Gen Z dan dalam bahasa sehari-hari dikenal sebagai Zoomers, ialah orang-orang yang lahir pada tahun 1997 hingga 2012. Sebagian besar Generasi Z adalah anak-anak dari Generasi X atau Milenial yang lebih tua. Generasi Z lahir pada awal Abad ke-21, dan menjadi generasi pertama yang tumbuh dengan akses Internet dan teknologi digital sejak usia muda.
Dalam kutipan wilkipedia Generasi Z, sering disingkat menjadiPada beberapa tahun ini ada gejala sosial yang menimpa Gen Z ini, salah satunya Pengangguran. Fenomena pengangguran yang menyelimuti Gen Z menjadi sebuah headline besar di media atau di berbagai paltform media sosial Republik ini dan tak hanya menjadi pemberitaan hangat semata tanggapan masyarakat media sosial atau nitizen, pegiat sosial, ahli sosial dan Pejabat republik baik dikanal Youtobe dan Media Televisi cukup tajam terhadap masalah fenomena sosial ini yaitu pengangguran oleh Gen Z.
Kenapa ini menjadi topik atau headline yang hangat pada data BPS bahwa periode 2020-2030 Indonesia mengalami bonus demografi, dan puncaknya pada 2030-2040 usia produktif menyentuh 70% dari populasi jumlah penduduk kemudian Dikutip dari White Paper Vocational Education Policy Vol.1 No 4 (2019), pada halaman artikel Arie Wibowo Khurniawan dan Gustriza Erda, disebutkan bahwa Indonesia diprediksi akan mengalami era bonus demografi pada tahun 2030- 2040.
Perlu kita ketahui bersama Bonus Demografi adalah bonus demografi ditandai dengan lebih besarnya jumlah penduduk usia produktif (berusia 15-64 tahun), dibandingkan dengan jumlah penduduk usia tidak produktif (usia di bawah 15 tahun dan di atas 64 tahun).
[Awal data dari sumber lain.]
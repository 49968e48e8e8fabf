use hmac::{Hmac, Mac};
use sha1::Sha1;
use std::time::SystemTime;

use crate::base32;

// TOTP https://datatracker.ietf.org/doc/html/rfc6238
// HOTP https://datatracker.ietf.org/doc/html/rfc4226

// time-based moving factor, SHA-1 digest, 6 digit codes

type HmacSha1 = Hmac<Sha1>;

const TIME_STEP: u64 = 30;
const DIGITS: u32 = 6;

pub trait GetTime {
    fn get_now(&self) -> SystemTime;
}

pub struct Clock {}

impl Clock {
    pub fn new() -> Self {
        Clock {}
    }
}

impl Default for Clock {
    fn default() -> Self {
        Clock::new()
    }
}

impl GetTime for Clock {
    fn get_now(&self) -> SystemTime {
        SystemTime::now()
    }
}

/// Generate the one-time password for a Base32 secret at the current time.
///
/// Always returns exactly 6 ASCII digits, left-padded with zeros.
pub fn generate_totp(secret_text: &str) -> String {
    generate_totp_at(secret_text, &Clock::new())
}

// Same pipeline with the clock injected, for callers that control time
pub fn generate_totp_at(secret_text: &str, clock: &impl GetTime) -> String {
    let key = base32::decode(secret_text);
    let code = get_totp(&key, get_moving_factor(clock));
    format!("{:0>6}", code)
}

pub fn get_totp(key: &[u8], moving_factor: u64) -> u32 {
    let hmac = make_hmac(key, moving_factor);
    truncate(hmac)
}

// Number of whole time steps since the Unix epoch
pub fn get_moving_factor(clock: &impl GetTime) -> u64 {
    let time = clock.get_now().duration_since(SystemTime::UNIX_EPOCH);
    let secs = time.unwrap().as_secs();
    secs / TIME_STEP
}

// HMAC_SHA-1 over the 8-byte big-endian moving factor -> 20 byte string
fn make_hmac(key: &[u8], moving_factor: u64) -> Vec<u8> {
    let mut mac =
        HmacSha1::new_from_slice(key).expect("HMAC-SHA1 unavailable, cannot derive codes");
    mac.update(&moving_factor.to_be_bytes());
    let result = mac.finalize();

    result.into_bytes().to_vec()
}

// reduce to a 31-bit number, then mod 10^Digit
fn truncate(hmac: Vec<u8>) -> u32 {
    let base_code = dynamic_truncation(hmac);

    base_code % u32::pow(10, DIGITS)
}

// RFC 4226 5.3: the low nibble of the last digest byte picks a 4-byte
// window; the top bit of that window is masked off so the result stays
// non-negative even when read as a signed 32-bit integer
fn dynamic_truncation(hmac: Vec<u8>) -> u32 {
    let offset = (hmac[19] & 0xf) as usize;
    let code = (hmac[offset] as u32 & 0x7f) << 24
        | (hmac[offset + 1] as u32 & 0xff) << 16
        | (hmac[offset + 2] as u32 & 0xff) << 8
        | (hmac[offset + 3] as u32 & 0xff);
    code
}
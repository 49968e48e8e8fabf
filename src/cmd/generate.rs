use clap::{command, Command};

use super::CommandType;
use crate::utils::generate_secret;
use crate::writer::OutErr;

pub fn subcommand() -> Command<'static> {
    command!(CommandType::Generate.as_str()).about("Generate a new Base32 secret key")
}

pub fn run_generate<W>(writer: &mut W)
where
    W: OutErr,
{
    let new_secret_key = generate_secret();
    writer.write(&format!("{}\n", new_secret_key));
}
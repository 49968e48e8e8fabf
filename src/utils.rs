use data_encoding::BASE32_NOPAD;
use rand::rngs::OsRng;
use rand::RngCore;

// RFC 4226 calls for a shared secret of at least 128 bits, 160 recommended

// Generate a random 20 byte secret, Base32-encoded without padding
pub fn generate_secret() -> String {
    let mut dest = [0u8; 20];
    OsRng.fill_bytes(&mut dest);
    BASE32_NOPAD.encode(&dest)
}

// Validate a key provided in arguments is a valid base32 encoding
pub fn is_base32_key(value: &str) -> Result<(), String> {
    let value = value.to_uppercase();
    match BASE32_NOPAD.decode(value.as_bytes()) {
        Ok(_) => Ok(()),
        Err(_) => Err(String::from("the key is not a valid base32 encoding")),
    }
}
dari konteks ekonomi bahwa bonus demografi memiliki keuntungan dan mamfaat yang sangat luar biasa untuk Negara yang di kutip dari artikel Universitas Islam An Nur Lampung bahwa akan terjadinya angka kerja produktif akan mendorong pertumbuhan ekonomi, peningkatan daya beli masyarakat, komsumsi domestik, Potensi dan Inovasi kewirausahaan, meningkatkan PDB dan banyak jurnal membahas tentang bonus demografi sebagai mesin penggerak pertumbuhan ekonomi. Namun disisi lain sebenarnya bonus demografi pisau bermata dua, ada mamfaat dan ada ancaman jika tidak dikelola dan tidak disikapi dengan bijaksana oleh pemerintah.
“jumlah penduduk yang besar memang merupakan potensi pembangunan yang besar, tapi juga harus disadari bahwa hanya dengan jumlah yang besar saja, bukanlah jaminan bagi berhasilnya pembangunan. Peningkatan penduduk yang besar tanpa adanya peningkatan kesejahteraan justru dapat merupakan bencana. Dapat menimbulkan gangguan terhadap program-program pembangunan yang sedang kita laksanakan bersama, dan dapat pula menimbulkan kesulitan-kesulitan bagi generasi-generasi yang akan datang” (Burhan, 2017:8).
Inilah yang menimpa Republik ini pengangguran dialami oleh Gen Z. Di tilik dari data Badan Pusat Statistik (BPS) mengungkapkan bahwa hampir 10 juta penduduk Indonesia generasi Z berusia 15-24 tahun menganggur atau tanpa kegiatan (not in employment, education, and training/NEET). Bila dirinci lebih lanjut, anak muda yang paling banyak masuk dalam ketegori NEET justru ada di daerah perkotaan yakni sebanyak 5,2 juta orang dan 4,6 juta di pedesaan. Fenomena maraknya pengangguran di kalangan Gen Z menjadi ancaman serius bonus demografi menuju Indonesia Emas 2045. Gen Z adalah mereka yang lahir pada 1997 hingga 2012.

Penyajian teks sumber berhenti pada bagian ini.